> **Your assignment**:
Count how many lines below include the string "async", and give that number without anything else.

> **Study material**:

//! Backend API access.
//!
//! - [`client`] - `BackendClient` for `/query`, `/query_config`, `/apply_config`
//! - [`types`] - wire types and normalized query parameters
//! - [`config_doc`] - YAML editing of the backend configuration document

mod client;
mod config_doc;
mod types;

pub use client::{ApiError, BackendClient};
pub use config_doc::{ConfigDocError, ConfigDocument, RouteSummary, SourceSummary};
pub use types::{Lookback, QueryParams, QueryRequest, QueryResponse};
use std::time::Duration;

use serde::de::DeserializeOwned;
use serde::Serialize;
use thiserror::Error;
use url::Url;

use super::types::{QueryRequest, QueryResponse};
use crate::util::validate_backend_url;

/// Cap on error bodies echoed back to the user.
const MAX_ERROR_BODY: usize = 512;

#[derive(Debug, Error)]
pub enum ApiError {
    #[error("Backend unreachable at {0}")]
    Unreachable(String),
    #[error("Request timed out")]
    Timeout,
    #[error("Network error: {0}")]
    Network(#[source] reqwest::Error),
    #[error("Backend returned HTTP {status}: {body}")]
    HttpStatus { status: u16, body: String },
    #[error("Unexpected response from backend: {0}")]
    Decode(String),
    #[error("Invalid backend URL: {0}")]
    InvalidUrl(String),
}

impl From<reqwest::Error> for ApiError {
    fn from(err: reqwest::Error) -> Self {
        if err.is_timeout() {
            ApiError::Timeout
        } else if err.is_connect() {
            let target = err
                .url()
                .map(|u| u.origin().ascii_serialization())
                .unwrap_or_default();
            ApiError::Unreachable(target)
        } else if err.is_decode() {
            ApiError::Decode(err.to_string())
        } else {
            ApiError::Network(err)
        }
    }
}

/// Client for the aggregation backend's JSON API.
///
/// Requests are never retried here; callers surface the error and let the
/// user retry.
#[derive(Clone)]
pub struct BackendClient {
    http: reqwest::Client,
    base: Url,
}

impl BackendClient {
    pub fn new(base_url: &str, timeout: Duration) -> Result<Self, ApiError> {
        let http = reqwest::Client::builder()
            .timeout(timeout)
            .pool_idle_timeout(Duration::from_secs(30))
            .build()
            .map_err(ApiError::Network)?;
        Self::with_client(http, base_url)
    }

    /// Build around an existing `reqwest::Client` (shares its connection pool).
    pub fn with_client(http: reqwest::Client, base_url: &str) -> Result<Self, ApiError> {
        let mut base =
            validate_backend_url(base_url).map_err(|e| ApiError::InvalidUrl(e.to_string()))?;
        // Url::join replaces the last segment unless the path ends with '/'.
        if !base.path().ends_with('/') {
            let path = format!("{}/", base.path());
            base.set_path(&path);
        }
        Ok(Self { http, base })
    }

    pub fn base_url(&self) -> &Url {
        &self.base
    }

    /// `POST /query`
    pub async fn query(&self, request: &QueryRequest) -> Result<QueryResponse, ApiError> {
        tracing::debug!(
            start = %request.start,
            end = %request.end,
            limit = request.limit,
            query = %request.query,
            "Querying backend"
        );
        let response: QueryResponse = self.post_json("query", request).await?;
        tracing::info!(
            feeds = response.feeds.len(),
            count = response.count,
            "Query complete"
        );
        Ok(response)
    }

    /// `POST /query_config`: the backend's current configuration document.
    pub async fn query_config(&self) -> Result<serde_json::Value, ApiError> {
        self.post_json("query_config", &serde_json::json!({})).await
    }

    /// `POST /apply_config`: replace the backend configuration.
    pub async fn apply_config(&self, config: &serde_json::Value) -> Result<(), ApiError> {
        let _: serde_json::Value = self.post_json("apply_config", config).await?;
        tracing::info!("Backend configuration applied");
        Ok(())
    }

    async fn post_json<B, T>(&self, path: &str, body: &B) -> Result<T, ApiError>
    where
        B: Serialize + ?Sized,
        T: DeserializeOwned,
    {
        let url = self
            .base
            .join(path)
            .map_err(|e| ApiError::InvalidUrl(e.to_string()))?;

        let response = self.http.post(url).json(body).send().await?;
        let status = response.status();
        let bytes = response.bytes().await?;

        if !status.is_success() {
            let text = String::from_utf8_lossy(&bytes);
            let body = crate::util::truncate_to_width(text.trim(), MAX_ERROR_BODY).into_owned();
            tracing::warn!(path, status = status.as_u16(), "Backend request failed");
            return Err(ApiError::HttpStatus {
                status: status.as_u16(),
                body,
            });
        }

        // Some endpoints answer with an empty body on success.
        let bytes: &[u8] = if bytes.iter().all(u8::is_ascii_whitespace) {
            b"null"
        } else {
            &bytes
        };
        serde_json::from_slice(bytes).map_err(|e| ApiError::Decode(e.to_string()))
    }
}

#[cfg(test)]
mod tests {
    use super::*;

    #[test]
    fn test_base_url_gets_trailing_slash() {
        let client = BackendClient::new("http://localhost:1300/prefix", Duration::from_secs(5))
            .unwrap();
        assert_eq!(client.base_url().as_str(), "http://localhost:1300/prefix/");
        assert_eq!(
            client.base_url().join("query").unwrap().as_str(),
            "http://localhost:1300/prefix/query"
        );
    }

    #[test]
    fn test_rejects_non_http_base() {
        let result = BackendClient::new("file:///etc/passwd", Duration::from_secs(5));
        assert!(matches!(result, Err(ApiError::InvalidUrl(_))));
    }
}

> **Completed task**:
4